Не волнуйся. Перед моим отъездом она попросила меня узнать у тебя, известно ли тебе что-то о завещании твоего отца. Мозги у нее опять варят, а это показывает, что слез больше не будет. (На миг отрываясь от дороги, чтобы взглянуть на Фергусона.) Ее больше беспокоишь ты, чем она сама. Как и меня, кстати сказать.
Чем говорить об омертвелости и смятении в собственном мозгу, Фергусон рассказал Дану о сотне тысяч долларов. Он предполагал, что шестизначная цифра произведет на того впечатление, но обычно невозмутимый и бесшабашный Дан Шнейдерман остался отчетливо равнодушен. Для человека с таким состоянием, как у Станли Фергусона, сказал он, сто тысяч долларов – еле-еле минимум, любая сумма ниже этой была бы оскорбительна.
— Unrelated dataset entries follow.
//! Admin inbox view state.
//!
//! The server knows nothing about read state or which conversation is open.
//! [`InboxView`] keeps both on the client and derives everything else from a
//! fresh [`Projection`] on each snapshot.

use std::collections::HashMap;

use bazaar_core::{Conversation, Message, MessageId, Projection, UserId};

/// One row of the conversation list.
#[derive(Debug, Clone, PartialEq, Eq)]
pub struct ConversationSummary {
    pub counterparty: UserId,
    pub last_message: Message,
    pub message_count: usize,
    pub unread: usize,
    /// Whether the principal wrote the last message.
    pub last_from_me: bool,
    pub selected: bool,
}

/// Selection and read markers for one principal's inbox.
#[derive(Debug, Clone)]
pub struct InboxView {
    principal: UserId,
    selected: Option<UserId>,
    read_markers: HashMap<UserId, MessageId>,
}

impl InboxView {
    #[must_use]
    pub fn new(principal: UserId) -> Self {
        Self {
            principal,
            selected: None,
            read_markers: HashMap::new(),
        }
    }

    #[must_use]
    pub const fn principal(&self) -> UserId {
        self.principal
    }

    #[must_use]
    pub const fn selected(&self) -> Option<UserId> {
        self.selected
    }

    /// Open the conversation with `counterparty`.
    pub fn select(&mut self, counterparty: UserId) {
        self.selected = Some(counterparty);
    }

    /// Go back to the conversation list.
    pub fn clear_selection(&mut self) {
        self.selected = None;
    }

    /// The open conversation, if it exists in `projection`.
    #[must_use]
    pub fn active<'p>(&self, projection: &'p Projection) -> Option<&'p Conversation> {
        projection.get(self.selected?)
    }

    /// Mark everything in the open conversation as read.
    pub fn mark_selected_read(&mut self, projection: &Projection) {
        let Some(last) = self.active(projection).and_then(Conversation::last_message) else {
            return;
        };
        let id = last.id;
        if let Some(counterparty) = self.selected {
            self.mark_read(counterparty, id);
        }
    }

    /// Record that everything up to `id` with `counterparty` has been read.
    ///
    /// Markers only move forward.
    pub fn mark_read(&mut self, counterparty: UserId, id: MessageId) {
        self.read_markers
            .entry(counterparty)
            .and_modify(|marker| *marker = (*marker).max(id))
            .or_insert(id);
    }

    /// Messages from `counterparty` the principal has not read yet.
    #[must_use]
    pub fn unread(&self, conversation: &Conversation) -> usize {
        conversation.unread_count(
            self.principal,
            self.read_markers.get(&conversation.counterparty()).copied(),
        )
    }

    /// Total unread across all conversations.
    #[must_use]
    pub fn total_unread(&self, projection: &Projection) -> usize {
        projection
            .conversations()
            .iter()
            .map(|c| self.unread(c))
            .sum()
    }

    /// Conversation list rows, most recently active first.
    #[must_use]
    pub fn summaries(&self, projection: &Projection) -> Vec<ConversationSummary> {
        projection
            .conversations()
            .iter()
            .filter_map(|conversation| {
                let last_message = conversation.last_message()?.clone();
                Some(ConversationSummary {
                    counterparty: conversation.counterparty(),
                    last_from_me: last_message.sender_id == self.principal,
                    last_message,
                    message_count: conversation.len(),
                    unread: self.unread(conversation),
                    selected: self.selected == Some(conversation.counterparty()),
                })
            })
            .collect()
    }
}

#[cfg(test)]
#[allow(clippy::indexing_slicing)]
mod tests {
    use chrono::{TimeDelta, TimeZone, Utc};

    use super::*;

    const ADMIN: UserId = UserId::new(1);
    const ALICE: UserId = UserId::new(2);
    const BOB: UserId = UserId::new(3);

    fn msg(id: i32, from: UserId, to: Option<UserId>) -> Message {
        Message {
            id: MessageId::new(id),
            sender_id: from,
            receiver_id: to,
            content: format!("message {id}"),
            created_at: Utc.with_ymd_and_hms(2026, 3, 1, 9, 0, 0).single().expect("valid date")
                + TimeDelta::minutes(i64::from(id)),
        }
    }

    fn projection(log: &[Message]) -> Projection {
        Projection::build(log, ADMIN)
    }

    #[test]
    fn test_nothing_selected_initially() {
        let view = InboxView::new(ADMIN);
        let p = projection(&[msg(1, ALICE, None)]);
        assert!(view.active(&p).is_none());
        assert!(view.summaries(&p).iter().all(|s| !s.selected));
    }

    #[test]
    fn test_select_and_read() {
        let log = vec![msg(1, ALICE, None), msg(2, BOB, None), msg(3, ALICE, None)];
        let p = projection(&log);
        let mut view = InboxView::new(ADMIN);
        assert_eq!(view.total_unread(&p), 3);

        view.select(ALICE);
        assert_eq!(view.active(&p).map(Conversation::len), Some(2));
        view.mark_selected_read(&p);

        let summaries = view.summaries(&p);
        assert_eq!(summaries[0].counterparty, ALICE);
        assert!(summaries[0].selected);
        assert_eq!(summaries[0].unread, 0);
        assert_eq!(summaries[1].unread, 1);
        assert_eq!(view.total_unread(&p), 1);
    }

    #[test]
    fn test_new_message_after_marker_is_unread() {
        let mut view = InboxView::new(ADMIN);
        view.select(ALICE);
        view.mark_selected_read(&projection(&[msg(1, ALICE, None)]));

        let p = projection(&[msg(1, ALICE, None), msg(2, ADMIN, Some(ALICE)), msg(3, ALICE, None)]);
        let summary = &view.summaries(&p)[0];
        assert_eq!(summary.unread, 1);
        assert_eq!(summary.message_count, 3);
        assert!(!summary.last_from_me);
    }

    #[test]
    fn test_markers_never_move_back() {
        let mut view = InboxView::new(ADMIN);
        view.mark_read(ALICE, MessageId::new(5));
        view.mark_read(ALICE, MessageId::new(2));

        let p = projection(&[msg(3, ALICE, None)]);
        assert_eq!(view.total_unread(&p), 0);
    }

    #[test]
    fn test_own_replies_are_not_unread() {
        let p = projection(&[msg(1, ADMIN, Some(BOB))]);
        let view = InboxView::new(ADMIN);
        let summary = &view.summaries(&p)[0];
        assert_eq!(summary.unread, 0);
        assert!(summary.last_from_me);
    }

    #[test]
    fn test_selection_of_vanished_conversation() {
        let mut view = InboxView::new(ADMIN);
        view.select(BOB);
        let p = projection(&[msg(1, ALICE, None)]);
        assert!(view.active(&p).is_none());
        view.mark_selected_read(&p);
        view.clear_selection();
        assert_eq!(view.selected(), None);
    }
}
И все же, возразил Фергусон, это чертова куча денег.
Да, согласился Дан, нешуточная гора.
Затем Фергусон объяснил, что еще не решил, как ему хочется с этим поступить – принять ли деньги для себя или раздать, – а пока он это обдумывает, ему бы хотелось, чтобы Дан и мать подержали их у себя, и если они пожелают их часть на что-нибудь пустить, пока он еще не решит, то они могут вольно ими распоряжаться, с его благословением.